As background, HRAs are generally considered “group health plans” under PPACA’s market reform provisions, the IRC, ERISA and the Public Health Service Act (PHSA) and could not be offered on a stand-alone basis. However, the Cures Act exempts QSEHRAs from the group health plan definition, and thus from PPACA’s market reform provisions (except for the Cadillac tax). Therefore, eligible employees may use these qualified small employer HRAs to purchase coverage through the individual market (including the exchanges) if the following criteria are met:
- Employer is not an applicable large employer subject to the employer mandate;
- The HRA is entirely employer-funded; no employee salary reductions permitted;
- Employer does not currently offer a group health plan to any employees;
- Reimbursements may only be used for IRC Sec. 213(d) qualified medical expenses;
- QSEHRA benefits must be offered on the same terms to all “eligible employees” (some employees can be disregarded);
- QSEHRA benefit may be excluded from the employee’s income only if the recipient has proof of minimum essential coverage (individual coverage on or off the exchange is allowed); and
- Annual QSEHRA benefits may not exceed maximum of $4,950 for an individual, or $10,000 if family members are covered (indexed annually).

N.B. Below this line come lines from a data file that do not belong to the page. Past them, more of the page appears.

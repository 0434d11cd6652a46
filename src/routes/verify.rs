//! Forwarding-path verification.
//!
//! This file replays compiled tables hop by hop so callers and tests can
//! confirm the loop-freeness and path-length guarantees of the compiler
//! without any emulator involved.

use std::collections::{BTreeMap, VecDeque};
use std::net::Ipv4Addr;

use super::compiler::RouteMap;
use crate::topology::{NodeId, Topology};

/// Forwarding simulation errors
#[derive(Debug, thiserror::Error)]
pub enum VerifyError {
    #[error("node '{node}' has no route toward {destination}")]
    NoRoute { node: String, destination: Ipv4Addr },
    #[error("forwarding loop detected after {hops} hops starting at '{node}'")]
    ForwardingLoop { node: String, hops: usize },
    #[error("next hop {next_hop} of node '{node}' resolves to no interface")]
    DanglingNextHop { node: String, next_hop: Ipv4Addr },
}

/// Walk a packet from `from` toward `destination`, applying each node's
/// compiled table in turn.
///
/// Returns the traversed node sequence, starting with `from` and ending at
/// the node that delivers on-link (owns the address or sits in its
/// subnet). Longest-prefix match is used so host default routes combine
/// with router subnet routes.
pub fn trace_path(
    topology: &Topology,
    tables: &RouteMap,
    from: NodeId,
    destination: Ipv4Addr,
) -> Result<Vec<NodeId>, VerifyError> {
    let mut path = vec![from];
    let mut current = from;

    // Any loop must repeat a node within node_count hops
    for _ in 0..topology.node_count() {
        let node = topology.node(current);
        if node
            .interfaces
            .iter()
            .any(|iface| iface.subnet().contains(&destination))
        {
            return Ok(path);
        }

        let empty = Vec::new();
        let table = tables.get(&current).unwrap_or(&empty);
        let route = table
            .iter()
            .filter(|route| route.destination.contains(&destination))
            .max_by_key(|route| route.destination.prefix_len())
            .ok_or_else(|| VerifyError::NoRoute {
                node: node.name.clone(),
                destination,
            })?;

        // Interface addresses are unique model-wide, so the next hop
        // resolves without consulting the egress link
        let next = topology
            .node_with_address(route.next_hop)
            .ok_or_else(|| VerifyError::DanglingNextHop {
                node: node.name.clone(),
                next_hop: route.next_hop,
            })?;
        path.push(next);
        current = next;
    }

    Err(VerifyError::ForwardingLoop {
        node: topology.node(from).name.clone(),
        hops: path.len(),
    })
}

/// Longest shortest-path distance, in hops, between any two nodes of the
/// topology graph (links and shared segments alike).
pub fn diameter(topology: &Topology) -> usize {
    let mut adjacency: BTreeMap<NodeId, Vec<NodeId>> = BTreeMap::new();
    let mut connect = |a: NodeId, b: NodeId| {
        adjacency.entry(a).or_default().push(b);
    };
    for link in topology.links() {
        connect(link.a.node, link.b.node);
        connect(link.b.node, link.a.node);
    }
    for segment in topology.segments() {
        for &a in &segment.members {
            for &b in &segment.members {
                if a.node != b.node {
                    connect(a.node, b.node);
                }
            }
        }
    }

    let mut longest = 0;
    for (start, _) in topology.nodes() {
        let mut distance: BTreeMap<NodeId, usize> = BTreeMap::new();
        let mut queue = VecDeque::new();
        distance.insert(start, 0);
        queue.push_back(start);
        while let Some(current) = queue.pop_front() {
            let here = distance[&current];
            longest = longest.max(here);
            for &next in adjacency.get(&current).map(Vec::as_slice).unwrap_or(&[]) {
                if !distance.contains_key(&next) {
                    distance.insert(next, here + 1);
                    queue.push_back(next);
                }
            }
        }
    }
    longest
}

#[cfg(test)]
mod tests {
    use super::*;
    use crate::ip::allocate;
    use crate::routes::compile_routes;
    use crate::shape::{AddressScheme, ShapeDescriptor};

    #[test]
    fn test_trace_chain_end_to_end() {
        let topology = allocate(
            &ShapeDescriptor::LinearChain { length: 3 },
            &AddressScheme::default(),
        )
        .unwrap();
        let tables = compile_routes(&topology).unwrap();

        let (h1, _) = topology.node_by_name("h1").unwrap();
        let path = trace_path(&topology, &tables, h1, "10.0.3.2".parse().unwrap()).unwrap();
        let names: Vec<_> = path
            .iter()
            .map(|&id| topology.node(id).name.clone())
            .collect();
        assert_eq!(names, vec!["h1", "r1", "r2", "r3"]);
    }

    #[test]
    fn test_trace_to_sink() {
        let topology = allocate(
            &ShapeDescriptor::LinearChain { length: 3 },
            &AddressScheme::default(),
        )
        .unwrap();
        let tables = compile_routes(&topology).unwrap();

        let (h3, _) = topology.node_by_name("h3").unwrap();
        let path = trace_path(&topology, &tables, h3, "10.100.0.1".parse().unwrap()).unwrap();
        // Delivery is on-link at r1, which sits in the sink subnet
        let names: Vec<_> = path
            .iter()
            .map(|&id| topology.node(id).name.clone())
            .collect();
        assert_eq!(names, vec!["h3", "r3", "r2", "r1"]);
    }

    #[test]
    fn test_chain_diameter() {
        let topology = allocate(
            &ShapeDescriptor::LinearChain { length: 3 },
            &AddressScheme::default(),
        )
        .unwrap();
        // h1 .. h3: h1, r1, r2, r3, h3 is four hops
        assert_eq!(diameter(&topology), 4);
    }
}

In addition, small employers funding a QSEHRA are required to provide an annual notice to all eligible employees. Generally, this notice must include the annual HRA benefit, a statement that the employee should furnish HRA information to the exchange if applying for a premium tax credit, and a statement warning against a tax penalty assessed for failure to carry minimum essential coverage and that HRA reimbursements could be includable in gross income. Failure to provide a notice could result in penalties assessed on the employer, but a grace period is available for employers who provide the notice within 90 days of the law’s enactment.
For any month that an employee is provided a QSEHRA which constitutes affordable coverage, the employee would not be eligible for a premium tax credit on the exchange. Determined by the exchange, the coverage is affordable if the employee’s premium for self-only coverage under the second-lowest cost silver plan minus 1/12th of that employee’s permitted benefit for that month is not more than 1/12th of 9.5 percent of the employee’s household income for the year. Employers need not concern themselves with affordability (since only small employers—not subject to PPACA’s employer mandate—would be eligible to offer QSEHRAs). Otherwise, if the HRA coverage is not considered affordable, the employee’s monthly premium tax credit would generally be reduced by 1/12th of the HRA annual benefit amount.
Assuming the Cures Act is signed by President Obama (most expect he will), the provision is effective Jan. 1, 2017. Thus, small group employers should work with advisors in determining appropriate next steps.